───── DATA SECTION
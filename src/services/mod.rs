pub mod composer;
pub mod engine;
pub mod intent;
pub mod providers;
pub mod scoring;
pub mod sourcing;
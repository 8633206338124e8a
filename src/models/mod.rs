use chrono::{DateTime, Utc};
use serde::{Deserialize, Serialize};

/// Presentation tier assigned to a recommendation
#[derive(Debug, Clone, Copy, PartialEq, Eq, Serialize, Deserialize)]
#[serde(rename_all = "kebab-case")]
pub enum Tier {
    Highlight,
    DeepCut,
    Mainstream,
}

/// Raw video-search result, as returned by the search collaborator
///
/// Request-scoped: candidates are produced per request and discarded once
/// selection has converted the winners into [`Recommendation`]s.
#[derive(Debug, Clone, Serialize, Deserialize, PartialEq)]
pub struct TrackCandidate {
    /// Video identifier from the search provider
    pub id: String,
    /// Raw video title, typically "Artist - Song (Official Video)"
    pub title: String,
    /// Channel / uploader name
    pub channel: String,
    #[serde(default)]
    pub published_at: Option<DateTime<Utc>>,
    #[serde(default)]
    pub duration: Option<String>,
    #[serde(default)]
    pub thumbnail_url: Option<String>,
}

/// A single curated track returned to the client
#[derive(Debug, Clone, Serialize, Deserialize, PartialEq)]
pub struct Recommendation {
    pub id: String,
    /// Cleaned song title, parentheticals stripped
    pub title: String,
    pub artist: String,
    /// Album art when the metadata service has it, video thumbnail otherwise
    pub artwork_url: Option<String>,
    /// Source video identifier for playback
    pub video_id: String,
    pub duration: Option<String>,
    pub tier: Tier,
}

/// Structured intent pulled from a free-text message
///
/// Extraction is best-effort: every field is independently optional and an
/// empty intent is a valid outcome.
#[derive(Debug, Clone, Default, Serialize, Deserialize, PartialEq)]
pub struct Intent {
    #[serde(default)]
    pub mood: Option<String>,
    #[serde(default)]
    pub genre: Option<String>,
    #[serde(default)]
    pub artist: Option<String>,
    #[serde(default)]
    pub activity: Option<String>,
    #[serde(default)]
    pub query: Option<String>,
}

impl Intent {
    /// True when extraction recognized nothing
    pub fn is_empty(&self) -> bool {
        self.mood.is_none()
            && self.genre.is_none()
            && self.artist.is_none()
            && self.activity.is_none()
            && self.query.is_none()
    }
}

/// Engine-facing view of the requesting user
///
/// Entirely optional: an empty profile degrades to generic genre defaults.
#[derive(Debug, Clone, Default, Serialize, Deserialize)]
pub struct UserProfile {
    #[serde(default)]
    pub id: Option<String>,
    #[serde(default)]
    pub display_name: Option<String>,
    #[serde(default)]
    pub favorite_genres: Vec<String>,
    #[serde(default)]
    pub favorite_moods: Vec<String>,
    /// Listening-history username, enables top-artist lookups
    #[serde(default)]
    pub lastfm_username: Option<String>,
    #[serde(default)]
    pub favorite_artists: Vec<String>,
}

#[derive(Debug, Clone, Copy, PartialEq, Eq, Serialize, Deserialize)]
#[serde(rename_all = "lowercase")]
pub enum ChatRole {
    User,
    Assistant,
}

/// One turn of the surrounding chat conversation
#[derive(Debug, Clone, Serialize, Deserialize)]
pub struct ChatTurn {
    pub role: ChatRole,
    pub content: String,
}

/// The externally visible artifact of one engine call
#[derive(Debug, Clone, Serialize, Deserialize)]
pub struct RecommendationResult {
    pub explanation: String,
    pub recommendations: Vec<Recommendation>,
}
──────────
───── DATA SECTION
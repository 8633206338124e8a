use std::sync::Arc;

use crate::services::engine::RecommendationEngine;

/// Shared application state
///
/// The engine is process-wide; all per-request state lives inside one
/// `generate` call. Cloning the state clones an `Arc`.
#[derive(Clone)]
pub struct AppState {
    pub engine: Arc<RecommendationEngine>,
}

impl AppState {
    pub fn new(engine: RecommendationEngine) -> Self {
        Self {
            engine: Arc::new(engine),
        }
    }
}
──────────
───── DATA SECTION
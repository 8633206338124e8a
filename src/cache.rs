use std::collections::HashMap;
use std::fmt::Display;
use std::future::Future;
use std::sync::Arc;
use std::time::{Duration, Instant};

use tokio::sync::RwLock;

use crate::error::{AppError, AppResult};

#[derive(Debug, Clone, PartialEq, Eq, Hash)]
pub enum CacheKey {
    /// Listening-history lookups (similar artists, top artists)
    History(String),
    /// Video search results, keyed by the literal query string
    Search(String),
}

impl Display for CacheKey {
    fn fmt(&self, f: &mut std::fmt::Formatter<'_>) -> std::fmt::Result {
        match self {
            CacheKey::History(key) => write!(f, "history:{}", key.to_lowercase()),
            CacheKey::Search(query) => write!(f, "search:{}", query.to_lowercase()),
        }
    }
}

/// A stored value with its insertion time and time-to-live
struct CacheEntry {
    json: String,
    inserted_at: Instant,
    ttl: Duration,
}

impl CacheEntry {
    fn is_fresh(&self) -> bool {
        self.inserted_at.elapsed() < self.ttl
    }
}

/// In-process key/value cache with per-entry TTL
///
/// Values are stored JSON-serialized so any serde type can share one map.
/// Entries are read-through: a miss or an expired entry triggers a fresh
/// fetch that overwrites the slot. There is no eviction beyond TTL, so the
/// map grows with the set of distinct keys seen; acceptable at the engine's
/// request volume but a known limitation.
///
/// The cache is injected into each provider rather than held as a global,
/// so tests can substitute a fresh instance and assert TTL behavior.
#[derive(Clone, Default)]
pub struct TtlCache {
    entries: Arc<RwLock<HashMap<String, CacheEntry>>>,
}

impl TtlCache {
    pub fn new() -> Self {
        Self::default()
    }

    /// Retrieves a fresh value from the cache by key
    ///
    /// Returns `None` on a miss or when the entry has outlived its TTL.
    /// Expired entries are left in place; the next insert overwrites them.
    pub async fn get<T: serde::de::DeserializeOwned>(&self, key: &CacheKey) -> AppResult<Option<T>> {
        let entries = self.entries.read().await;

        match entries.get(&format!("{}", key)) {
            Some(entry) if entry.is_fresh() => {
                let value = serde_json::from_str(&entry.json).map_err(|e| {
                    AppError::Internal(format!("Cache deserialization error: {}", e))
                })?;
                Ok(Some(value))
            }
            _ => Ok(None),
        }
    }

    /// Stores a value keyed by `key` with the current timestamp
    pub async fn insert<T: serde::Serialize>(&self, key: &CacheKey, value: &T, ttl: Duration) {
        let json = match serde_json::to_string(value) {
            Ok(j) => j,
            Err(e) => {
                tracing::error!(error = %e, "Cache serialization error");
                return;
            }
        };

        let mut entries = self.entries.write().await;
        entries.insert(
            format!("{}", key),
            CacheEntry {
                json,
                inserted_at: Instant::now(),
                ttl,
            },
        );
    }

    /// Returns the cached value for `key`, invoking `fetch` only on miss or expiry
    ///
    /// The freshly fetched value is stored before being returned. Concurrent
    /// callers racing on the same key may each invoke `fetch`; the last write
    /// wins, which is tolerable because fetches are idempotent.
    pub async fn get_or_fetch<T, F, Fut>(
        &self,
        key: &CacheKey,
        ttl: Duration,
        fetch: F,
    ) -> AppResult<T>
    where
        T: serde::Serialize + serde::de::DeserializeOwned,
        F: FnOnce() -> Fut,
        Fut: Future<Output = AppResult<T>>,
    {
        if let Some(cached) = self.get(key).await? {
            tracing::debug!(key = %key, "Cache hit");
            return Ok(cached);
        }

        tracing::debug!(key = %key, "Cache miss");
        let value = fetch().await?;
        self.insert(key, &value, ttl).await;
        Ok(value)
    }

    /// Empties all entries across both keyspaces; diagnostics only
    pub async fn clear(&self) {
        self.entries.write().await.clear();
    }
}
──────────
▸ **WHAT IS NEEDED**
Send back exactly the lines of the listing above starting at the one with "fn is_fresh(&self) ->" and ending at the one with "#[derive(Clone, Default)]", inclusive, and no others.

▸ **OUTPUT FOR THIS EXERCISE**
    fn is_fresh(&self) -> bool {
        self.inserted_at.elapsed() < self.ttl
    }
}

/// In-process key/value cache with per-entry TTL
///
/// Values are stored JSON-serialized so any serde type can share one map.
/// Entries are read-through: a miss or an expired entry triggers a fresh
/// fetch that overwrites the slot. There is no eviction beyond TTL, so the
/// map grows with the set of distinct keys seen; acceptable at the engine's
/// request volume but a known limitation.
///
/// The cache is injected into each provider rather than held as a global,
/// so tests can substitute a fresh instance and assert TTL behavior.
#[derive(Clone, Default)]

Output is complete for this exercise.